# Boxing Fans?



## MarkAndrews (Mar 19, 2008)

Do we have any Boxing fans on the forum?

I've just booked tickets to see Ricky Hatton fight 24th May 08

I cant wait, as potentially it'll be his last UK fight


----------



## Richard Schollar (Mar 20, 2008)

Who's he fighting Mark?


----------



## MarkAndrews (Mar 25, 2008)

RichardSchollar said:


> Who's he fighting Mark?


 
JUAN LAZCANO for his Ring Magazine belt, I cant wait!!
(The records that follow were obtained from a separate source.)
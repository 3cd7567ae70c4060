//! Sage Voice - voice front end for a conversational assistant
//!
//! This library provides the interaction core of the Sage front end:
//! - Speech capture through a microphone and a remote STT provider
//! - Submission of user text to the reply service
//! - Spoken replies through a remote TTS provider and local playback
//! - A single-threaded interaction controller that sequences all of the above
//!
//! # Architecture
//!
//! ```text
//! ┌─────────────────────────────────────────────────────┐
//! │                 Presentation (CLI)                   │
//! │   intents ▼                          ▲ snapshots     │
//! └────────────────────┬────────────────────────────────┘
//!                      │
//! ┌────────────────────▼────────────────────────────────┐
//! │               Interaction Controller                 │
//! │   Session  │  Generation  │  Event reducer          │
//! └────────────────────┬────────────────────────────────┘
//!                      │
//! ┌────────────────────▼────────────────────────────────┐
//! │                     Adapters                         │
//! │   Microphone + STT  │  Reply service  │  TTS + Speaker │
//! └─────────────────────────────────────────────────────┘
//! ```

pub mod config;
pub mod controller;
pub mod error;
pub mod service;
pub mod session;
pub mod voice;

pub use config::Config;
pub use controller::{
    ChannelPresenter, Controller, ControllerHandle, Event, Ports, Presenter, Update,
};
pub use error::{Error, ErrorKind, Result};
pub use service::{HttpResponseService, ResponseService, ServiceError, ServiceReply};
pub use session::{
    ChatExchange, Generation, RecognitionResult, Session, SessionError, SessionSnapshot, Status,
    VoiceDescriptor,
};
//! Microphone speech recognition
//!
//! One capture cycle records from the microphone on a dedicated thread until
//! the endpointer closes the utterance, then transcribes it remotely.

use std::sync::{Arc, Mutex};
use std::time::Duration;

use tokio::runtime::Handle;
use tokio_util::sync::CancellationToken;

use super::capture::{Microphone, SAMPLE_RATE, samples_to_wav};
use super::endpoint::{Endpoint, EndpointConfig, Endpointer};
use super::stt::SpeechToText;
use super::{CaptureErrorKind, CaptureEvent, CaptureEvents, SpeechCapture};
use crate::session::RecognitionResult;
use crate::{Error, Result};

/// How often the capture thread drains the microphone buffer
const POLL_INTERVAL: Duration = Duration::from_millis(100);

/// How a recording ended
enum Recording {
    Speech(Vec<f32>),
    NoSpeech,
    Stopped,
    Failed(Error),
}

/// [`SpeechCapture`] backed by the default microphone and a remote STT provider
pub struct MicrophoneRecognizer {
    stt: Arc<SpeechToText>,
    endpoint: EndpointConfig,
    active: Mutex<Option<CancellationToken>>,
    runtime: Handle,
}

impl MicrophoneRecognizer {
    /// Create a recognizer
    ///
    /// # Errors
    ///
    /// Returns error if called outside a Tokio runtime
    pub fn new(stt: SpeechToText, endpoint: EndpointConfig) -> Result<Self> {
        let runtime = Handle::try_current()
            .map_err(|e| Error::Capture(format!("no async runtime: {e}")))?;

        Ok(Self {
            stt: Arc::new(stt),
            endpoint,
            active: Mutex::new(None),
            runtime,
        })
    }

    fn replace_active(&self, token: Option<CancellationToken>) {
        if let Ok(mut active) = self.active.lock() {
            if let Some(previous) = std::mem::replace(&mut *active, token) {
                previous.cancel();
            }
        }
    }
}

impl SpeechCapture for MicrophoneRecognizer {
    fn is_available(&self) -> bool {
        Microphone::probe()
    }

    fn start(&self, events: CaptureEvents) -> Result<()> {
        let token = CancellationToken::new();
        self.replace_active(Some(token.clone()));

        let stt = Arc::clone(&self.stt);
        let endpoint = self.endpoint;
        let runtime = self.runtime.clone();

        std::thread::Builder::new()
            .name("sage-capture".to_string())
            .spawn(move || {
                let recording = record(&events, endpoint, &token);
                finish_cycle(&runtime, stt, events, token, recording);
            })
            .map_err(|e| Error::Capture(format!("failed to spawn capture thread: {e}")))?;

        Ok(())
    }

    fn stop(&self) {
        self.replace_active(None);
    }
}

/// Record until the utterance ends, the cycle is stopped, or the device fails
fn record(events: &CaptureEvents, endpoint: EndpointConfig, token: &CancellationToken) -> Recording {
    let mut microphone = match Microphone::open() {
        Ok(microphone) => microphone,
        Err(e) => return Recording::Failed(e),
    };

    if let Err(e) = microphone.start() {
        return Recording::Failed(e);
    }

    tracing::debug!(generation = %events.generation(), "capture cycle started");
    events.emit(CaptureEvent::Started);

    let mut endpointer = Endpointer::new(endpoint);
    loop {
        std::thread::sleep(POLL_INTERVAL);

        if token.is_cancelled() {
            return Recording::Stopped;
        }

        match endpointer.push(&microphone.take_buffer()) {
            Endpoint::Pending => {}
            Endpoint::Complete => return Recording::Speech(endpointer.take_speech()),
            Endpoint::NoSpeech => return Recording::NoSpeech,
        }
    }
}

/// Report the outcome of a recording, transcribing speech on the runtime
fn finish_cycle(
    runtime: &Handle,
    stt: Arc<SpeechToText>,
    events: CaptureEvents,
    token: CancellationToken,
    recording: Recording,
) {
    match recording {
        Recording::Speech(samples) => {
            runtime.spawn(async move {
                let outcome = tokio::select! {
                    biased;
                    () = token.cancelled() => None,
                    result = transcribe(&stt, &samples) => Some(result),
                };

                match outcome {
                    Some(Ok(transcript)) => {
                        events.emit(CaptureEvent::Result(RecognitionResult { transcript }));
                    }
                    Some(Err(e)) => {
                        tracing::warn!(error = %e, "transcription failed");
                        events.emit(CaptureEvent::Error(classify(&e)));
                    }
                    None => tracing::debug!("transcription abandoned after stop"),
                }
                events.emit(CaptureEvent::Ended);
            });
        }
        Recording::NoSpeech => {
            events.emit(CaptureEvent::Error(CaptureErrorKind::NoSpeech));
            events.emit(CaptureEvent::Ended);
        }
        Recording::Stopped => {
            events.emit(CaptureEvent::Ended);
        }
        Recording::Failed(e) => {
            tracing::warn!(error = %e, "microphone unavailable");
            events.emit(CaptureEvent::Error(CaptureErrorKind::AudioCapture));
            events.emit(CaptureEvent::Ended);
        }
    }
}

async fn transcribe(stt: &SpeechToText, samples: &[f32]) -> Result<String> {
    let wav = samples_to_wav(samples, SAMPLE_RATE)?;
    stt.transcribe(wav).await
}

fn classify(error: &Error) -> CaptureErrorKind {
    match error {
        Error::Http(_) => CaptureErrorKind::Network,
        Error::Audio(_) => CaptureErrorKind::AudioCapture,
        other => CaptureErrorKind::Other(other.to_string()),
    }
}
Potentially his last UK fight before retiring


----------



## Richard Schollar (Mar 25, 2008)

Should be a good one


----------



## MarkAndrews (Mar 25, 2008)

RichardSchollar said:


> Should be a good one


 
Its well hyped up Richard

I will be taking the digi cam anyway, so watch out for pics


----------



## PATSYS (Mar 31, 2008)

MarkAndrews said:


> Do we have any Boxing fans on the forum?
> 
> I've just booked tickets to see Ricky Hatton fight 24th May 08
> 
> I cant wait, as potentially it'll be his last UK fight




I am an avid boxing fan, been following closely since early 90s.

My favorite fighter at the moment is Manny "Pacman" Pacquiao. 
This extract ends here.